Brief
Every line of the records that holds the word "height" should be copied.

Records excerpted from a collection:
*** Block opens ***

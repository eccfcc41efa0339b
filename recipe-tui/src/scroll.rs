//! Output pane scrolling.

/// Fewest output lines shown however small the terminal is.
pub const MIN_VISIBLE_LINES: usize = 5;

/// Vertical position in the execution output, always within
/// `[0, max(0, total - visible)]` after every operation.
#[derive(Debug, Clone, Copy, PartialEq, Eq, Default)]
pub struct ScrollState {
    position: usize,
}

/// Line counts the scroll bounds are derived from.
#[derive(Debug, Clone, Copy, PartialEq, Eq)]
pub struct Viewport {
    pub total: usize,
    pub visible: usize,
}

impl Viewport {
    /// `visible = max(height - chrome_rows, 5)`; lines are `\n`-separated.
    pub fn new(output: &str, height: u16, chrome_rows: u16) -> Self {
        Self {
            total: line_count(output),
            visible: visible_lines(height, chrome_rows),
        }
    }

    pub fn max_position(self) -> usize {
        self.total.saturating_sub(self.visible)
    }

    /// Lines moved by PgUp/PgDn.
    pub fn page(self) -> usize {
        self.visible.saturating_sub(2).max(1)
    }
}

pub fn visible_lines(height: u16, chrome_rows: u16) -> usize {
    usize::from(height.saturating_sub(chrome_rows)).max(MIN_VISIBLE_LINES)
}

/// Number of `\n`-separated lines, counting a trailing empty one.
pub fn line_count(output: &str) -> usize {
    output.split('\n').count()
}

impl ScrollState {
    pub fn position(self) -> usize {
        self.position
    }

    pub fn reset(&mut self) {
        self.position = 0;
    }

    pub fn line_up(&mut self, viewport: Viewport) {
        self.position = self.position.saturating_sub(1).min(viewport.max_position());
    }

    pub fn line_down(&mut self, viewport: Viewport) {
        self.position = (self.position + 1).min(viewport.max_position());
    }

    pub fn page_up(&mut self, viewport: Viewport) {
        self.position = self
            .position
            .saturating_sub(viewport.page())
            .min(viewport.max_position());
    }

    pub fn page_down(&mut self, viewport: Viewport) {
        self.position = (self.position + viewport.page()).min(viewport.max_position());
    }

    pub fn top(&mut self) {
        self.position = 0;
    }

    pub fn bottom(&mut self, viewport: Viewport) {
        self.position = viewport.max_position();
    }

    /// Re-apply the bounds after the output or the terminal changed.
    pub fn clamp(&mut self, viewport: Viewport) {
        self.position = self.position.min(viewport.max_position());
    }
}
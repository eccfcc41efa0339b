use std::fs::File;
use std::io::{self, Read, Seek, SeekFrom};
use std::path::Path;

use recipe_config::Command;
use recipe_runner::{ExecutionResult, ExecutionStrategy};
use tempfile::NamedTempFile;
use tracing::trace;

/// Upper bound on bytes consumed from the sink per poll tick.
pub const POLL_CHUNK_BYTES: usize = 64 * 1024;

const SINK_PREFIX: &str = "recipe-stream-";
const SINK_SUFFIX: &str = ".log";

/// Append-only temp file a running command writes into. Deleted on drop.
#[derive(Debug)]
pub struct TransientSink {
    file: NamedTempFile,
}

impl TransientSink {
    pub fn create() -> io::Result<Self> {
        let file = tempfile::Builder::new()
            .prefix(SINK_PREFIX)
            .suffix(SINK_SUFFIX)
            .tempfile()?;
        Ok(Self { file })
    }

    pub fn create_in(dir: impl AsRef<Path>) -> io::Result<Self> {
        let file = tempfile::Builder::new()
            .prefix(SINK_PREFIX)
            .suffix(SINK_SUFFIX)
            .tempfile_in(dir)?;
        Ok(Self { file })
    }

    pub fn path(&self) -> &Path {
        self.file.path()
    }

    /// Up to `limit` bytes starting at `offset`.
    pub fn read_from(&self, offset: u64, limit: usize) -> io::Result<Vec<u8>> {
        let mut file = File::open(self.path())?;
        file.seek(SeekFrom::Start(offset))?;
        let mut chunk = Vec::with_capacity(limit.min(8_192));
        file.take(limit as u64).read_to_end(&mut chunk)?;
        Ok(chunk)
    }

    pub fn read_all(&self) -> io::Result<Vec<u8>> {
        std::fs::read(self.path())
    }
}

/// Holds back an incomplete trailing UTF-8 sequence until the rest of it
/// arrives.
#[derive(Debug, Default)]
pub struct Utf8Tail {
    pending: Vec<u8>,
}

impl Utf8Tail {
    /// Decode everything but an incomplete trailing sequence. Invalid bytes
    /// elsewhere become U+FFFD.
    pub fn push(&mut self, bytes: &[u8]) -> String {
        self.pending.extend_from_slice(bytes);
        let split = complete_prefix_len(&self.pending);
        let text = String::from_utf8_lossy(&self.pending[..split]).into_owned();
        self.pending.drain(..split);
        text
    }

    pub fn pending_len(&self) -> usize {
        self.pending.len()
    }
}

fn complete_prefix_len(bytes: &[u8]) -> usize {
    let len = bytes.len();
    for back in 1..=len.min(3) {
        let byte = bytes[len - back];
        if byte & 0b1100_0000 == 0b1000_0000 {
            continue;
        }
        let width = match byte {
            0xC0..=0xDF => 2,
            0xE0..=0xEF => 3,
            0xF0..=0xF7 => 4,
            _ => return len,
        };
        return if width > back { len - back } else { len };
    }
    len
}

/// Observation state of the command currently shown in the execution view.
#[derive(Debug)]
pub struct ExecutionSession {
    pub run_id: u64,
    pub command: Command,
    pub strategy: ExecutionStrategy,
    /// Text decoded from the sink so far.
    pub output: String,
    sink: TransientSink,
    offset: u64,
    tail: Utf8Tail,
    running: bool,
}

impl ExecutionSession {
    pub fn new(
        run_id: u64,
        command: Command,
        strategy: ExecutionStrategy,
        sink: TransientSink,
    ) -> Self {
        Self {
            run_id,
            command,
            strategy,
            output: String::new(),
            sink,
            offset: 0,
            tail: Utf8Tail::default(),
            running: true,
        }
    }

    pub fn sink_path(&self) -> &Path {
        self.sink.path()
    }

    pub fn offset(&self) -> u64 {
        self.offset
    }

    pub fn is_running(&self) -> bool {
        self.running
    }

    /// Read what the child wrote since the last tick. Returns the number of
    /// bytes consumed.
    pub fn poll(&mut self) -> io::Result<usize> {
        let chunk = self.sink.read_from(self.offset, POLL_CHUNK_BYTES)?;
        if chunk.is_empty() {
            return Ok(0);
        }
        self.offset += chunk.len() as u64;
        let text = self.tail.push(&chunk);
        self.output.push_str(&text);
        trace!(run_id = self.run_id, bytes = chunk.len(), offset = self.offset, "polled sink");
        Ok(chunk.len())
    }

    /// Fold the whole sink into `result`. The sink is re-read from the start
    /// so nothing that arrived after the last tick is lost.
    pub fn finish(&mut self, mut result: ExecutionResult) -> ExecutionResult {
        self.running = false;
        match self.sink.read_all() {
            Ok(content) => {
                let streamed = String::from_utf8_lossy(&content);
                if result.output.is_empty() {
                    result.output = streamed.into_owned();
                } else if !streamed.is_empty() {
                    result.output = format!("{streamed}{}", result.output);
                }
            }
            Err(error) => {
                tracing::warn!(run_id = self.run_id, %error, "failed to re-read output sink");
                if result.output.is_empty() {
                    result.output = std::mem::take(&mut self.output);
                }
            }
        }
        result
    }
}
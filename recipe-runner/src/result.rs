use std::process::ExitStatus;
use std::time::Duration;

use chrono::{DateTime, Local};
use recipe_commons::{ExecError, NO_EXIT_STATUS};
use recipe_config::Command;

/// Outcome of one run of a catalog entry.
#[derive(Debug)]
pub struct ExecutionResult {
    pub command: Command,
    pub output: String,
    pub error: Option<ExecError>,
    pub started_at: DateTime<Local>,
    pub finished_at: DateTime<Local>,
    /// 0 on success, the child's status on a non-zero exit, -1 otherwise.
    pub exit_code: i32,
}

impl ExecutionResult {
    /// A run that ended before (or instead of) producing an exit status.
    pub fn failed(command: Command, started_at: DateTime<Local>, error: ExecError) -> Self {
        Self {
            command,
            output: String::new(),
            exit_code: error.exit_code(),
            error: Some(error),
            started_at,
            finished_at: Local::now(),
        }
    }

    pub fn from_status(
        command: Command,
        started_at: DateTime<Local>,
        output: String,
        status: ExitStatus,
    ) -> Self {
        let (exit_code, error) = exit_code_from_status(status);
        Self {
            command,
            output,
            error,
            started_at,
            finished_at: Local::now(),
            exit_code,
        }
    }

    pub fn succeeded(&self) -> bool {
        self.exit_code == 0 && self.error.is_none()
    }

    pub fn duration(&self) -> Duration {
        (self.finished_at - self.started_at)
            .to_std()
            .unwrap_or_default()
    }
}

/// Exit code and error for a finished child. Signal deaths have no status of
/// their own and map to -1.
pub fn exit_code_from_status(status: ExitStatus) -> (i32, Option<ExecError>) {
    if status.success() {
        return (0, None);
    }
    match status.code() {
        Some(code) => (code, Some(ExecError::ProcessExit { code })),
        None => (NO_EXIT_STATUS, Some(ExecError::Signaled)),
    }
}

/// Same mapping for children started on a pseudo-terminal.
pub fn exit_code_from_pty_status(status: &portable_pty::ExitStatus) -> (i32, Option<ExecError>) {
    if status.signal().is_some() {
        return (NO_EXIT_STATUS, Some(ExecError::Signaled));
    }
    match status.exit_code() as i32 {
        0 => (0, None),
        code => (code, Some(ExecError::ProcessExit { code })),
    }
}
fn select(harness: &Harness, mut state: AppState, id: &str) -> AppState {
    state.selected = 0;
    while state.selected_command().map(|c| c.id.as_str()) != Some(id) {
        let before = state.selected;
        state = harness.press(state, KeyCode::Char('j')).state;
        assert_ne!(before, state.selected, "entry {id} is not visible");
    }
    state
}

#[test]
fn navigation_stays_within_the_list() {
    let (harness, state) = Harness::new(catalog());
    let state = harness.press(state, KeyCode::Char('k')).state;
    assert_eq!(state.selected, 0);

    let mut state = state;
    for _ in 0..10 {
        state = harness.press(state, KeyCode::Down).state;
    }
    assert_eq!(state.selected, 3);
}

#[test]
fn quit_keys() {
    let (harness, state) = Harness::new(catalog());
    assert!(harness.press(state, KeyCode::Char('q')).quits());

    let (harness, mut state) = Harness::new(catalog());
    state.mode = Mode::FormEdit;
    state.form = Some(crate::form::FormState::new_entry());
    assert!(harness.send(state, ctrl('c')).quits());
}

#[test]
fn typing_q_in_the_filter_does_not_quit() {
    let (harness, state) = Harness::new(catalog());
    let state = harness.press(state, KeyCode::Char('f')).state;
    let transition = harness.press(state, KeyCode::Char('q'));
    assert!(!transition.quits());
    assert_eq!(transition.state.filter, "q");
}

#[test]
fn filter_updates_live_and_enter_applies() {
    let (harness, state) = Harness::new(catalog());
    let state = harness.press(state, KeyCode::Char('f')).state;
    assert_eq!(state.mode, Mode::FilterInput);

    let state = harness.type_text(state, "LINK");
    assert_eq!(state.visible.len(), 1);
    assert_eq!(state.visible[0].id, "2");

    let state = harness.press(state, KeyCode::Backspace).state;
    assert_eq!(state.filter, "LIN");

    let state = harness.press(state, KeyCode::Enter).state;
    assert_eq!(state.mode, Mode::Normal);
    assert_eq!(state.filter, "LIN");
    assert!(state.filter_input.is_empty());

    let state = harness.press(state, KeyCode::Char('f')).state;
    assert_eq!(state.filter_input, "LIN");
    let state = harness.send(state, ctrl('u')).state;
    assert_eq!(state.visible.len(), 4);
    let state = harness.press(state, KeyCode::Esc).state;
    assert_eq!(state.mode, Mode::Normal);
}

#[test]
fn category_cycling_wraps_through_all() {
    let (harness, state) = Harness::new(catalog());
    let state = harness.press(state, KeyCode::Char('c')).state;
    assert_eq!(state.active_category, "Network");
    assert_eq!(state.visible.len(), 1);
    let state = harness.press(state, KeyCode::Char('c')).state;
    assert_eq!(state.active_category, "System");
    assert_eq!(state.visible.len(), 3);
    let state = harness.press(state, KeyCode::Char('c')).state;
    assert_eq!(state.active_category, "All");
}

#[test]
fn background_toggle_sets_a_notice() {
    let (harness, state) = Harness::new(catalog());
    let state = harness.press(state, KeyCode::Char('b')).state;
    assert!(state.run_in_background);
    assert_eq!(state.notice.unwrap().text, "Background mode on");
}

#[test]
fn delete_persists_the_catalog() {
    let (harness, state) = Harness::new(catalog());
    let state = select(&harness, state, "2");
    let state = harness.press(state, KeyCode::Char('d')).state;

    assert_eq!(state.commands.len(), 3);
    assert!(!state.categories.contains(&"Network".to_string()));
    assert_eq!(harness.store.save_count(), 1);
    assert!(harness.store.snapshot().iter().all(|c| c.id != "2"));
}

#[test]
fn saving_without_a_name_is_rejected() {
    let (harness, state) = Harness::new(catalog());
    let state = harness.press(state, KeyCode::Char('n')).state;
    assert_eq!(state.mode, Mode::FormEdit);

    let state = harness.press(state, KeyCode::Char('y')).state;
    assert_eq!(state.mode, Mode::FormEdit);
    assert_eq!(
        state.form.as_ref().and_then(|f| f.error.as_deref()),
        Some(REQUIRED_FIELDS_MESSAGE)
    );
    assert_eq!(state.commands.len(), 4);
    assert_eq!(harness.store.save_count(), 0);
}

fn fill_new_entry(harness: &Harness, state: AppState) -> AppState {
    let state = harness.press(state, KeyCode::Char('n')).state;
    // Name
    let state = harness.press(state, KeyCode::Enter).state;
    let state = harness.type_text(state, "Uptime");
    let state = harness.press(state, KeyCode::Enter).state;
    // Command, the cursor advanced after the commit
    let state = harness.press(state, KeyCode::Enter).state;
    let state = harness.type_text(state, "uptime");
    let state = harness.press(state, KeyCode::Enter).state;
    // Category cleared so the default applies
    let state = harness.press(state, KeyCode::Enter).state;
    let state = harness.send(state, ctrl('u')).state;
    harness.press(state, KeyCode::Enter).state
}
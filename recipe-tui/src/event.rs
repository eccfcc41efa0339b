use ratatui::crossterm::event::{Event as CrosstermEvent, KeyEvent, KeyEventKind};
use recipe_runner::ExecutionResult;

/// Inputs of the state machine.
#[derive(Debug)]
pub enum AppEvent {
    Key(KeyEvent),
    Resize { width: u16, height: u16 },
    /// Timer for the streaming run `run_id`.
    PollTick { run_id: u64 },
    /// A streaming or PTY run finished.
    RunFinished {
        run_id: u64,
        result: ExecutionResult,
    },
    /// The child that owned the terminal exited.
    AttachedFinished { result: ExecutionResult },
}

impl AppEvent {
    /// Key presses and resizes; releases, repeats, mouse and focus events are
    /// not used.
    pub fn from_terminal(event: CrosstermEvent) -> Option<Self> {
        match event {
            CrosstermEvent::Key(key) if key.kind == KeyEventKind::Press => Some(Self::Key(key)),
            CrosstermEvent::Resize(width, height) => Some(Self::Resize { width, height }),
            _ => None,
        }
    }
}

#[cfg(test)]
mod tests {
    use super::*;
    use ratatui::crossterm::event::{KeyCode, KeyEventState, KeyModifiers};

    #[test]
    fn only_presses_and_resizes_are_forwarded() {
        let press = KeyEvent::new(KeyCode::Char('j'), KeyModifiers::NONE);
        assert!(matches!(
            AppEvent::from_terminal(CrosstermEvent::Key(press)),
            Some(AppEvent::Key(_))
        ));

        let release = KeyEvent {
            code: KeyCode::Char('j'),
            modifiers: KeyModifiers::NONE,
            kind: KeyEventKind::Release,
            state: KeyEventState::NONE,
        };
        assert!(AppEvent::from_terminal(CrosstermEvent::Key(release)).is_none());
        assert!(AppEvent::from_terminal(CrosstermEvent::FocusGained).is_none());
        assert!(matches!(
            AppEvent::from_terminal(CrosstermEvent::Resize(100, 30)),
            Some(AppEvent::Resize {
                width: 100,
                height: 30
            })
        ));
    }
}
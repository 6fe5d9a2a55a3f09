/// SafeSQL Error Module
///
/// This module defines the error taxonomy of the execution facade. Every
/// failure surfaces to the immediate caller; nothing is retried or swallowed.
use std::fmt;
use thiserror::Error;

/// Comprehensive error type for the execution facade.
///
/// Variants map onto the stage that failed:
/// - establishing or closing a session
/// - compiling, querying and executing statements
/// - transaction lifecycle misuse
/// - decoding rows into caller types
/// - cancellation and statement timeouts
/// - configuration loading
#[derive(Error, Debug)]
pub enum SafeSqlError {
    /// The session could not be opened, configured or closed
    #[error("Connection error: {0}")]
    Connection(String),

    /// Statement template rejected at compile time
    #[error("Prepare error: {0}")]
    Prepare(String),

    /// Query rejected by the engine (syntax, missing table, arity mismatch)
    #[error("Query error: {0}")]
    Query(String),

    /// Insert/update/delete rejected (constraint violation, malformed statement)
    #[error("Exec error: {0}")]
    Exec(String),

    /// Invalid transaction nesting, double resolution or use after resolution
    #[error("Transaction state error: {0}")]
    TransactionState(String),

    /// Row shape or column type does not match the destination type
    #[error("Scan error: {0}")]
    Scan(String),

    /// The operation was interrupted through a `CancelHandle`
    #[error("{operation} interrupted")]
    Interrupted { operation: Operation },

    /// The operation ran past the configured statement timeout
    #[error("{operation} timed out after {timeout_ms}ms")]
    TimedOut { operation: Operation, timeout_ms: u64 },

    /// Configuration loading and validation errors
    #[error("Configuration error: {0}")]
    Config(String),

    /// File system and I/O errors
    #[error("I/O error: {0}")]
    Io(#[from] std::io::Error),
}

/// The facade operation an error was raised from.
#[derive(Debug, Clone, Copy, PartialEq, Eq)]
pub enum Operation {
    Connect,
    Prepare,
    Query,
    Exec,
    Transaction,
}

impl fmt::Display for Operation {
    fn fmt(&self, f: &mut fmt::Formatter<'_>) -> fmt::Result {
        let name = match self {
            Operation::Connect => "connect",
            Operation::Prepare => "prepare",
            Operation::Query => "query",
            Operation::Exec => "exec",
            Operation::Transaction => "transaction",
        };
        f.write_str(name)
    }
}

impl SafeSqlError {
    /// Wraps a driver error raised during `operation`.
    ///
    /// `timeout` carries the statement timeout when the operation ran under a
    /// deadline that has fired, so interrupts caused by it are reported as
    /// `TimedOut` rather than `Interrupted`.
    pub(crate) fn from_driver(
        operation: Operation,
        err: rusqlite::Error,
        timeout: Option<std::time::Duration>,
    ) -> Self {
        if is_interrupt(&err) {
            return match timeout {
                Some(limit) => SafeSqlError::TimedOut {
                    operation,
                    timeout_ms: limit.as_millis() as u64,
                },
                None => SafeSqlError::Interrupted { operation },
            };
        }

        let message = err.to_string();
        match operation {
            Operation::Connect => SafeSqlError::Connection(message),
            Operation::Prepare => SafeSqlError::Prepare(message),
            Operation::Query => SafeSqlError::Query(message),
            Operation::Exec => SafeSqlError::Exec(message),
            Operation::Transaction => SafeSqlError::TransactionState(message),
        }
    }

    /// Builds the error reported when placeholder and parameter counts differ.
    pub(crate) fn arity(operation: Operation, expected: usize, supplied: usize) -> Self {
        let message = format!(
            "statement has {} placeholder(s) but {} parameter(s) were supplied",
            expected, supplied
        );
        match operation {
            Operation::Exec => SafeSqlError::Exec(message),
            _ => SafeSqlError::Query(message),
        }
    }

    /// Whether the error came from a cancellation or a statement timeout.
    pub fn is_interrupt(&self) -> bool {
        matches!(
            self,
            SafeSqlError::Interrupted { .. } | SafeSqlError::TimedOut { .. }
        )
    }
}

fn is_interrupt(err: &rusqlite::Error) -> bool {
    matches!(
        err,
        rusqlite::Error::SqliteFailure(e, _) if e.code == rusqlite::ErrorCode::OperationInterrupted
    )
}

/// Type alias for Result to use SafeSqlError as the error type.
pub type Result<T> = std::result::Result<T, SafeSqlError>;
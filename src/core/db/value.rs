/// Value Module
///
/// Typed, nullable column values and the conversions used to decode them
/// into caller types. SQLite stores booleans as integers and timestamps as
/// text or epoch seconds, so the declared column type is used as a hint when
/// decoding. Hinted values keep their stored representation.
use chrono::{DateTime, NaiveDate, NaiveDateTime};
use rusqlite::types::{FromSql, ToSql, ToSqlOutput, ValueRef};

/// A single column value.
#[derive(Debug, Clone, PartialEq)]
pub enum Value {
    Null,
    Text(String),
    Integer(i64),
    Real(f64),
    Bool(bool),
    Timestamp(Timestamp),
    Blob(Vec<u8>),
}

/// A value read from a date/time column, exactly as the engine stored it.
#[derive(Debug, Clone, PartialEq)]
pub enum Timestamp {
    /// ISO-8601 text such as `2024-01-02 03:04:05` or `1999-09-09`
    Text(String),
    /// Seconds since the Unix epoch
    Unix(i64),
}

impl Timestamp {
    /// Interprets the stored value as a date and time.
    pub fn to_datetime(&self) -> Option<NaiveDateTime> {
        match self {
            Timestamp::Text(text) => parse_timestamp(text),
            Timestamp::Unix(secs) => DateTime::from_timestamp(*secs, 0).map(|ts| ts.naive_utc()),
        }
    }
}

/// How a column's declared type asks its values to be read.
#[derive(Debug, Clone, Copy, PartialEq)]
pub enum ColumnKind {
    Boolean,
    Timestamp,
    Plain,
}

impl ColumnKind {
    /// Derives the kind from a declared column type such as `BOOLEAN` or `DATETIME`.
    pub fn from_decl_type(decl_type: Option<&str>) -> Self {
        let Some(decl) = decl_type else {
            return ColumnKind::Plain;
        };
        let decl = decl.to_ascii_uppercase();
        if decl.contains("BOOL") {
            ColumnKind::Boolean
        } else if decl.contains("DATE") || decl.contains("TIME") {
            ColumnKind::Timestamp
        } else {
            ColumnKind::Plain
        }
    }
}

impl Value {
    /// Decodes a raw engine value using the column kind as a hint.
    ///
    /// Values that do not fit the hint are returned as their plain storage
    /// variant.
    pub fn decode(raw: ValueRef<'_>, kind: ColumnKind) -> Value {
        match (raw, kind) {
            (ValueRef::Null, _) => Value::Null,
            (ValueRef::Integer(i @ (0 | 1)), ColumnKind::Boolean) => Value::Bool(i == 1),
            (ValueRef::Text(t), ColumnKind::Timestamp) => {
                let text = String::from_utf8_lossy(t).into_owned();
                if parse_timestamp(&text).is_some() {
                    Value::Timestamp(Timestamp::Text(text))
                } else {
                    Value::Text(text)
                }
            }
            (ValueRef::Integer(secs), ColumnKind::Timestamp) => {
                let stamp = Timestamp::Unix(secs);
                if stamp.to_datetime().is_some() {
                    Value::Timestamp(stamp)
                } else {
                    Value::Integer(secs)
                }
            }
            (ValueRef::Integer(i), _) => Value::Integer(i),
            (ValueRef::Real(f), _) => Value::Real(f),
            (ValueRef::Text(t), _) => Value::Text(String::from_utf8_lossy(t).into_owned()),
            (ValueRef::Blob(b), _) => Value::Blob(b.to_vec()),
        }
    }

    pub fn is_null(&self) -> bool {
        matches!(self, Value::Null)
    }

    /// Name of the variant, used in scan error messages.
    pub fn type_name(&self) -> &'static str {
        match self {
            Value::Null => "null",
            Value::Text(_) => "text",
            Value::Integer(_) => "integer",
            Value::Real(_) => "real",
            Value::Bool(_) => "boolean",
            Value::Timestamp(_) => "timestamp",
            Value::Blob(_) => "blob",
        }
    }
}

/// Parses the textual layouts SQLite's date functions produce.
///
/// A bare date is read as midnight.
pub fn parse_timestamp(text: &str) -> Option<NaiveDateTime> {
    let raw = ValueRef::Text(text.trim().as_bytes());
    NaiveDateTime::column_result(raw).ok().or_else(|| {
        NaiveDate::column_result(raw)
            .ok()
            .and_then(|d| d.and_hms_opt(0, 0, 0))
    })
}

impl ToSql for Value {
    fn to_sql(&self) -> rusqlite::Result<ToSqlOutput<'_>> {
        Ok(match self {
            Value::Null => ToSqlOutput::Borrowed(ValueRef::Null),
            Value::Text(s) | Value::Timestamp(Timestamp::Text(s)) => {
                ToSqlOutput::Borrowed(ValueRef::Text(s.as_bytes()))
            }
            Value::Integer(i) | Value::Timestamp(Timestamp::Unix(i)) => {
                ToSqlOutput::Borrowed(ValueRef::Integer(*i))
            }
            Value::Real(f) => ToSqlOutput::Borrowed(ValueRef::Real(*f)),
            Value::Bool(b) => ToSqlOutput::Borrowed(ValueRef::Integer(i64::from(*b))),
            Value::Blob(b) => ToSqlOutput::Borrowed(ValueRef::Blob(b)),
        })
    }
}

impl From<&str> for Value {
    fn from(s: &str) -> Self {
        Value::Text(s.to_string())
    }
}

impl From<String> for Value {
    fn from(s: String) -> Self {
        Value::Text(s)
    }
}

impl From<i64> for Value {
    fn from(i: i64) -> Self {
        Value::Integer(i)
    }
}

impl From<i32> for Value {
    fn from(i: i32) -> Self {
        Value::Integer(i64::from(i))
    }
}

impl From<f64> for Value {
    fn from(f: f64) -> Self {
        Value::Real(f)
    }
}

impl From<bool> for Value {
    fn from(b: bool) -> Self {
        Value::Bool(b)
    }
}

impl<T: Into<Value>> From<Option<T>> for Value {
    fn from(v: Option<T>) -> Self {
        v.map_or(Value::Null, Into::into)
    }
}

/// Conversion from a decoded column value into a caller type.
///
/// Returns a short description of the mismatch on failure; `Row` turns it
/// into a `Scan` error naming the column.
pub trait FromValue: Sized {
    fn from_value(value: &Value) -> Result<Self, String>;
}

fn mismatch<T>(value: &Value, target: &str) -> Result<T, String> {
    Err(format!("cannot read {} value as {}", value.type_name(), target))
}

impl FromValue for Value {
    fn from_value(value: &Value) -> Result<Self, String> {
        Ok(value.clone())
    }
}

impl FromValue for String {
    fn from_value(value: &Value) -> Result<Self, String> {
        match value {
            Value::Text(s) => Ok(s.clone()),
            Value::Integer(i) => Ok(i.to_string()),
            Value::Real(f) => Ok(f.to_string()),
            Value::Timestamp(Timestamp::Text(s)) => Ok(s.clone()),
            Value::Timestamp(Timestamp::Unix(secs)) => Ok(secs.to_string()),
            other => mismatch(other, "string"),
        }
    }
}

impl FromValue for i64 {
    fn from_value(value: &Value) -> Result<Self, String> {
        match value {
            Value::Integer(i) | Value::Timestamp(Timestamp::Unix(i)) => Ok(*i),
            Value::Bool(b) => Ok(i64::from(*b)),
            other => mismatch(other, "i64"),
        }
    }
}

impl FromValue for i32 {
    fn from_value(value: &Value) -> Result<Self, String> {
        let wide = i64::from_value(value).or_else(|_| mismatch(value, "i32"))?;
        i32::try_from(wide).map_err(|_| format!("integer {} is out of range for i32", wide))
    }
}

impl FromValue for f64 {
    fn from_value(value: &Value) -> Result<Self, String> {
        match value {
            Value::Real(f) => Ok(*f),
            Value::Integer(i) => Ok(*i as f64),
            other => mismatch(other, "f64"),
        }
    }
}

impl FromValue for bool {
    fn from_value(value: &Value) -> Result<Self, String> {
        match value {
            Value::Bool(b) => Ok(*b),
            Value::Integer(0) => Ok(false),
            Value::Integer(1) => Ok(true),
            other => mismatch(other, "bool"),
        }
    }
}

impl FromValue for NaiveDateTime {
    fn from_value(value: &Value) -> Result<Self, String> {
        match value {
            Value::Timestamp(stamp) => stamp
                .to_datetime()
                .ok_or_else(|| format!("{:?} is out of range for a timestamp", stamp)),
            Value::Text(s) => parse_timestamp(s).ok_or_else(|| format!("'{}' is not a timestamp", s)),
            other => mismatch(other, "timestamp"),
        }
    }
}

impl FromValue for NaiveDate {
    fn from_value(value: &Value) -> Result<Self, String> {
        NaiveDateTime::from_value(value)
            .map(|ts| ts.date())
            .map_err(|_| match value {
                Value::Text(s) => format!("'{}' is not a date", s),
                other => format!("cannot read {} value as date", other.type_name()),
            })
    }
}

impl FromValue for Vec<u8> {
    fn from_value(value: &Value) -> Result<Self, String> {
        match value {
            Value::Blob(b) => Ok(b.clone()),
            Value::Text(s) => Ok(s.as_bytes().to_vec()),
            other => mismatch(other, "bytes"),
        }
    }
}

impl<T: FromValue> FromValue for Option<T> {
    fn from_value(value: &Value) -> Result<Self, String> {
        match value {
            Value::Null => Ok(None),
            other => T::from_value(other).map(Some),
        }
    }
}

*** Block closes ***

Result
    /// `visible = max(height - chrome_rows, 5)`; lines are `\n`-separated.
    pub fn new(output: &str, height: u16, chrome_rows: u16) -> Self {
            visible: visible_lines(height, chrome_rows),
pub fn visible_lines(height: u16, chrome_rows: u16) -> usize {
    usize::from(height.saturating_sub(chrome_rows)).max(MIN_VISIBLE_LINES)
    Resize { width: u16, height: u16 },
            CrosstermEvent::Resize(width, height) => Some(Self::Resize { width, height }),
                height: 30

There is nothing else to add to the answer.